Task instructions:
Select, from the data, each line where "addr" occurs.

Excerpted records:
//! # MVP3: Enterprise Suite
//!
//! Tenant provisioning, high-availability status, third-party
//! integrations and the enterprise and executive dashboards.

use axum::extract::rejection::JsonRejection;
use axum::extract::State;
use axum::routing::get;
use axum::{Json, Router};
use saro_core::{now, ApiKeyKind, IdPrefix, RecordId};
use serde::Deserialize;
use serde_json::{json, Value};
use utoipa::ToSchema;

use crate::error::AppError;
use crate::extractors::extract_json;
use crate::state::{AppState, TenantRecord, UsageCounters};

/// Tenant limits granted on every plan.
const DEFAULT_LIMITS: UsageCounters = UsageCounters {
    api_calls: 50_000,
    audits: 100,
    reports: 500,
};

/// Request to provision a tenant. Every field is optional.
#[derive(Debug, Default, Deserialize, ToSchema)]
pub struct CreateTenantRequest {
    #[serde(default)]
    pub name: Option<String>,
    #[serde(default)]
    pub plan: Option<String>,
    #[serde(default)]
    pub industry: Option<String>,
    #[serde(default)]
    pub jurisdictions: Option<Vec<String>>,
}

/// Build the enterprise router.
pub fn router() -> Router<AppState> {
    Router::new()
        .route("/api/v1/mvp3/tenants", get(list_tenants).post(create_tenant))
        .route("/api/v1/mvp3/ha-status", get(ha_status))
        .route("/api/v1/mvp3/integrations", get(integrations))
        .route("/api/v1/mvp3/dashboard/enterprise", get(enterprise_dashboard))
        .route("/api/v1/mvp3/dashboard/executive", get(executive_dashboard))
}

/// POST /api/v1/mvp3/tenants - Provision an enterprise tenant.
#[utoipa::path(
    post,
    path = "/api/v1/mvp3/tenants",
    request_body = CreateTenantRequest,
    responses(
        (status = 200, description = "Tenant provisioned", body = TenantRecord),
    ),
    tag = "mvp3"
)]
pub(crate) async fn create_tenant(
    State(state): State<AppState>,
    body: Result<Json<CreateTenantRequest>, JsonRejection>,
) -> Result<Json<TenantRecord>, AppError> {
    let req = extract_json(body)?;
    let tenant_id = RecordId::generate(IdPrefix::Tenant).into_string();
    let tenant = TenantRecord {
        tenant_id: tenant_id.clone(),
        name: req.name.unwrap_or_else(|| "Unknown Org".to_string()),
        plan: req.plan.unwrap_or_else(|| "professional".to_string()),
        api_key: ApiKeyKind::Tenant.issue(),
        status: "active".to_string(),
        industry: req.industry.unwrap_or_else(|| "technology".to_string()),
        jurisdictions: req
            .jurisdictions
            .unwrap_or_else(|| vec!["EU".to_string(), "US".to_string()]),
        created_at: now(),
        monthly_usage: UsageCounters {
            api_calls: 0,
            audits: 0,
            reports: 0,
        },
        limits: DEFAULT_LIMITS,
    };
    state.tenants.insert(tenant_id.clone(), tenant.clone());
    tracing::info!(tenant_id = %tenant_id, plan = %tenant.plan, "tenant provisioned");
    Ok(Json(tenant))
}

/// GET /api/v1/mvp3/tenants - Demo tenants followed by provisioned tenants.
async fn list_tenants(State(state): State<AppState>) -> Result<Json<Vec<Value>>, AppError> {
    let demo = [
        ("TEN-DEMO0001", "Deloitte AI Practice", "enterprise", "consulting", (41_230, 89, 234)),
        ("TEN-DEMO0002", "FinServ Bank AG", "professional", "finance", (18_400, 45, 112)),
        ("TEN-DEMO0003", "HealthCo Systems", "professional", "healthcare", (9_300, 22, 67)),
    ];
    let mut tenants: Vec<Value> = demo
        .iter()
        .map(|(id, name, plan, industry, (api_calls, audits, reports))| {
            json!({
                "tenant_id": id,
                "name": name,
                "plan": plan,
                "status": "active",
                "industry": industry,
                "monthly_usage": { "api_calls": api_calls, "audits": audits, "reports": reports },
            })
        })
        .collect();
    for tenant in state.tenants.list() {
        tenants.push(serde_json::to_value(tenant).map_err(saro_core::SaroError::from)?);
    }
    Ok(Json(tenants))
}

/// GET /api/v1/mvp3/ha-status - Multi-region deployment status.
async fn ha_status() -> Json<Value> {
    Json(json!({
        "deployment": "multi-region-active-active",
        "regions": ["eu-west-1", "us-east-1", "ap-southeast-1"],
        "uptime_sla": "99.99%",
        "actual_uptime_30d": "99.97%",
        "failover_time_ms": 450,
        "load_balancer": "healthy",
        "replicas": { "eu-west-1": 3, "us-east-1": 3, "ap-southeast-1": 2 },
        "last_incident": null,
    }))
}

/// GET /api/v1/mvp3/integrations - Connected third-party systems.
async fn integrations() -> Json<Value> {
    let available = [
        ("ServiceNow", "connected", "itsm", "15min"),
        ("Jira", "connected", "project_mgmt", "5min"),
        ("Slack", "connected", "notifications", "realtime"),
        ("Microsoft Teams", "connected", "notifications", "realtime"),
        ("SAP GRC", "pending", "grc", "1hour"),
        ("AWS Security Hub", "connected", "security", "5min"),
    ];
    let available: Vec<Value> = available
        .iter()
        .map(|(name, status, kind, sync)| {
            json!({ "name": name, "status": status, "type": kind, "sync_interval": sync })
        })
        .collect();
    Json(json!({
        "available": available,
        "webhooks_active": 7,
        "api_integrations": 4,
    }))
}

/// GET /api/v1/mvp3/dashboard/enterprise - Commercial health of the tenant base.
async fn enterprise_dashboard(State(state): State<AppState>) -> Json<Value> {
    Json(json!({
        "tenant_count": state.tenants.len() + 20,
        "mrr_usd": 87400,
        "arr_usd": 1048800,
        "churn_rate": 0.02,
        "nps_score": 67,
        "active_users_30d": 284,
        "compliance_coverage": {
            "EU AI Act": 0.91,
            "GDPR": 0.96,
            "NIST AI RMF": 0.88,
            "HIPAA": 0.84,
        },
        "support_tickets_open": 3,
        "sla_adherence": 0.994,
    }))
}

/// GET /api/v1/mvp3/dashboard/executive - Board-level compliance summary.
async fn executive_dashboard() -> Json<Value> {
    Json(json!({
        "overall_compliance": 92.4,
        "risk_exposure": "Low",
        "regulatory_coverage": 30,
        "models_audited": 47,
        "cost_avoidance_usd": 2400000,
        "remediation_velocity": "3.2 days avg",
        "board_ready_score": 94,
        "soc2_readiness": 100,
        "quarterly_trend": [88.1, 89.7, 91.2, 92.4],
    }))
}

#[cfg(test)]
mod tests {
    use super::*;
    use crate::routes::test_util::{get_json, post_json};
    use axum::http::StatusCode;

    fn app(state: &AppState) -> Router {
        router().with_state(state.clone())
    }

    #[tokio::test]
    async fn tenant_defaults_applied() {
        let state = AppState::new();
        let (status, body) = post_json(app(&state), "/api/v1/mvp3/tenants", json!({})).await;
        assert_eq!(status, StatusCode::OK);
        assert!(body["tenant_id"].as_str().unwrap().starts_with("TEN-"));
        assert_eq!(body["name"], "Unknown Org");
        assert_eq!(body["plan"], "professional");
        assert!(body["api_key"].as_str().unwrap().starts_with("saro-"));
        assert_eq!(body["jurisdictions"], json!(["EU", "US"]));
        assert_eq!(body["limits"]["api_calls"], 50000);
    }

    #[tokio::test]
    async fn created_tenants_follow_demo_tenants() {
        let state = AppState::new();
        post_json(app(&state), "/api/v1/mvp3/tenants", json!({ "name": "Acme" })).await;
        let (_, body) = get_json(app(&state), "/api/v1/mvp3/tenants").await;
        let tenants = body.as_array().unwrap();
        assert_eq!(tenants.len(), 4);
        assert_eq!(tenants[0]["tenant_id"], "TEN-DEMO0001");
        assert_eq!(tenants[3]["name"], "Acme");

        let (_, dash) = get_json(app(&state), "/api/v1/mvp3/dashboard/enterprise").await;
        assert_eq!(dash["tenant_count"], 21);
    }

    #[tokio::test]
    async fn integrations_listed() {
        let state = AppState::new();
        let (_, body) = get_json(app(&state), "/api/v1/mvp3/integrations").await;
        assert_eq!(body["available"].as_array().unwrap().len(), 6);
        assert_eq!(body["available"][4]["status"], "pending");
    }
}
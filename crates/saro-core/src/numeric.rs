//! Numeric helpers for the synthetic scores the platform reports.

use rand::Rng;

/// Round `value` to `places` decimal places.
pub fn round_to(value: f64, places: i32) -> f64 {
    let factor = 10f64.powi(places);
    (value * factor).round() / factor
}

/// Draw uniformly from the closed range `[low, high]`.
///
/// Degenerate or inverted ranges return `low` rather than panicking.
pub fn uniform<R: Rng + ?Sized>(rng: &mut R, low: f64, high: f64) -> f64 {
    if high <= low {
        return low;
    }
    rng.gen_range(low..=high)
}

#[cfg(test)]
mod tests {
    use super::*;
    use proptest::prelude::*;
    use rand::rngs::StdRng;
    use rand::SeedableRng;

    #[test]
    fn rounds_to_places() {
        assert_eq!(round_to(0.87654, 3), 0.877);
        assert_eq!(round_to(12.34, 0), 12.0);
        assert_eq!(round_to(81.25, 1), 81.3);
    }

    #[test]
    fn degenerate_range_returns_low() {
        let mut rng = StdRng::seed_from_u64(1);
        assert_eq!(uniform(&mut rng, 0.5, 0.5), 0.5);
        assert_eq!(uniform(&mut rng, 0.9, 0.1), 0.9);
    }

    proptest! {
        #[test]
        fn uniform_stays_in_range(seed in any::<u64>(), low in 0.0f64..1.0, width in 0.0f64..1.0) {
            let mut rng = StdRng::seed_from_u64(seed);
            let high = low + width;
            let v = uniform(&mut rng, low, high);
            prop_assert!(v >= low && v <= high);
        }
    }
}
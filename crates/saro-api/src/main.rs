//! # saro-api: Binary Entry Point
//!
//! Starts the Axum HTTP server for the SARO API.
//! Binds to `SARO_HOST:PORT` (default `0.0.0.0:8000`).

use metrics_exporter_prometheus::PrometheusBuilder;
use saro_api::config::{AppConfig, LogFormat};
use saro_api::state::AppState;
use tracing_subscriber::EnvFilter;

#[tokio::main]
async fn main() -> Result<(), Box<dyn std::error::Error>> {
    let config = AppConfig::from_env()?;

    // Initialize structured tracing.
    let filter = EnvFilter::try_from_default_env().unwrap_or_else(|_| EnvFilter::new("info"));
    match config.log_format {
        LogFormat::Json => tracing_subscriber::fmt().json().with_env_filter(filter).init(),
        LogFormat::Pretty => tracing_subscriber::fmt().with_env_filter(filter).init(),
    }

    let mut state = AppState::with_config(config.clone());
    match PrometheusBuilder::new().install_recorder() {
        Ok(handle) => state = state.with_prometheus(handle),
        Err(e) => tracing::warn!("Prometheus exporter not installed: {e}. /metrics will be empty."),
    }

    tracing::info!(
        agentic = config.enable_agentic,
        blockchain = config.enable_blockchain,
        seeded = config.rng_seed.is_some(),
        "SARO API configured"
    );

    let app = saro_api::app(state);
    let addr = config.bind_addr();
    tracing::info!("SARO API listening on {}", addr);

    let listener = tokio::net::TcpListener::bind(addr).await?;
    axum::serve(listener, app).await?;

    Ok(())
}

Written solution:
    let addr = config.bind_addr();
    tracing::info!("SARO API listening on {}", addr);
    let listener = tokio::net::TcpListener::bind(addr).await?;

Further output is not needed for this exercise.